Oltre a misurare il bias, la scienza è anche in grado di correggerlo? Come?

Molti studi hanno l’obiettivo di implementare un’azione correttiva automatica. Con il mio gruppo di ricerca abbiamo sviluppato un prototipo che si basa sul principio di usare il bias contro il bias. In che modo? Nei sistemi di AI le parole, le frasi, i concetti sono rappresentati da numeri, o più precisamente da vettori numerici, che possiamo immaginare come punti nello spazio. Più sono vicini, più le parole che rappresentano sono correlate nel significato. Una volta identificati i bias che si ritengono indesiderabili, le stesse tecniche utilizzate per creare il modello possono essere applicate per "correggerlo", allontanando quei punti quando le associazioni semantiche vogliono essere contrastate, ad esempio perché considerate frutto di stereotipi. Qui è interessante l'aspetto etico e filosofico, ossia: a chi spetta stabilire l'indesiderabilità di certe associazioni di parole? Chi decide cosa è eticamente accettabile nell’AI?

Come si pone di fronte a questa questione la comunità scientifica? 

C’è un dibattito molto acceso. All’ultima conferenza internazionale della Association for Computational Linguistic (ACL), lo scorso agosto a Bangkok, c’è stato un intero workshop dedicato a questo tema. Prevale la tendenza a pensare: chi siamo noi, singoli scienziati, per giudicare quando è giusto correggere un bias? Noi siamo pronti con gli strumenti, siamo in grado di modificare i modelli in modo da annullare l’effetto di certe associazioni, ma il linguaggio naturale è espressione di un sistema cognitivo e sociale, di una cultura. E una cultura ha inevitabilmente dei bias. Per questo la linea di demarcazione tra un bias pericoloso e uno naturale è difficile da tracciare. È necessaria una ricerca transdisciplinare, che coinvolga anche ambiti diversi dall’informatica, come la filosofia e in particolare l'etica, la linguistica, la psicologia, e probabilmente altre.
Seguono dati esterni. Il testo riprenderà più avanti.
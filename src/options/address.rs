use std::fmt;
use std::str::FromStr;

use clap::Parser;
use plugs_std::warnln;
use serde::{Deserialize, Serialize};

use crate::PlugsResult;
use crate::utils::prompt::Prompter;
use crate::validators::{ValidationError, check_address};

/// An EVM address as the operator typed it, checked for shape and EIP-55 checksum.
#[derive(Debug, Clone, PartialEq, Eq, Serialize, Deserialize)]
#[serde(transparent)]
pub struct EvmAddress(String);

impl EvmAddress {
    pub fn as_str(&self) -> &str {
        &self.0
    }
}

impl FromStr for EvmAddress {
    type Err = ValidationError;

    fn from_str(input: &str) -> Result<Self, Self::Err> {
        let input = input.trim();
        check_address(input)?;
        Ok(EvmAddress(input.to_string()))
    }
}

impl fmt::Display for EvmAddress {
    fn fmt(&self, f: &mut fmt::Formatter) -> fmt::Result {
        write!(f, "{}", self.0)
    }
}

/// Asks for an address until a valid one is entered.
pub(crate) fn prompt_address(prompter: &mut dyn Prompter, prompt: &str) -> PlugsResult<EvmAddress> {
    loop {
        let input = prompter.input(prompt, None)?;
        match input.parse::<EvmAddress>() {
            Ok(address) => return Ok(address),
            Err(err) => warnln!("{}", err),
        }
    }
}

#[derive(Debug, Clone, Default, Serialize, Parser)]
pub struct OwnerOpt {
    /// Owner of the deployed contracts; the deployer configures roles on its behalf
    #[arg(long = "owner")]
    owner: Option<EvmAddress>,
}

impl OwnerOpt {
    pub fn get_owner(&self) -> Option<EvmAddress> {
        self.owner.clone()
    }

    /// PROMPT UX:
    /// =========
    ///
    /// ? Enter owner Address (Owner will be the deployer initially to configure roles)
    pub fn get_or_prompt_owner(&self, prompter: &mut dyn Prompter) -> PlugsResult<EvmAddress> {
        if let Some(owner) = self.get_owner() {
            return Ok(owner);
        }
        prompt_address(
            prompter,
            "Enter owner Address (Owner will be the deployer initially to configure roles)",
        )
    }
}
pub mod cli;
pub mod command;
pub mod constants;
pub mod emit;
mod error;
pub mod options;
pub mod registry;
mod utils;
pub mod validators;

pub use command::output::PlugsOutput;
pub use error::{PlugsError, PlugsErrorCode, PlugsErrorSuggestion, PlugsResult};
use camino::Utf8PathBuf;
use thiserror::Error;

#[derive(Error, Debug)]
pub enum PlugsStdError {
    /// AdhocError comes from the anyhow crate
    #[error(transparent)]
    AdhocError(#[from] anyhow::Error),

    /// This error is thrown when there is an empty file
    #[error("\"{empty_file}\" is an empty file.")]
    EmptyFile {
        /// The empty file path
        empty_file: String,
    },

    /// This error is thrown when a file we expected to write is actually a directory
    #[error("cannot write to \"{path}\" because it is a directory.")]
    PathIsDirectory { path: Utf8PathBuf },
}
Valerio Basile, Silvia Casola (al centro) e Cristina Bosco (a sinistra)
Valerio Basile con Cristina Bosco (Università di Torino) e Silvia Casola (LMU Munich), premiati alla Conferenza ACL 2024

Lei è arrivato a Torino sei anni fa dall’Università di Groningen, in Olanda, proprio per occuparsi di hate speech (linguaggio d’odio): ora su cosa sta lavorando?

Da qualche anno ho iniziato una linea di ricerca con un approccio al Natural Language Processing chiamato “prospettivista”, che propone di creare modelli di linguaggio capaci di distinguere la diversità di prospettive derivanti da fattori umani, culturali, sociali, come anagrafica (età, genere), ma anche provenienza geografica, educazione, e così via. Un modello prospettivista è in grado di analizzare un'espressione linguistica da vari punti di vista e generare risposte appropriate all'interlocutore umano. Il nostro obiettivo è creare una AI più vicina ai bisogni umani, più equa e sensibile alle voci di minoranza. Questa linea di ricerca sta suscitando l’interessa della comunità scientifica: un nostro lavoro sulla modellazione dell'ironia multilingue è stato premiato come "outstanding paper" nella conferenza internazionale ACL dello scorso agosto.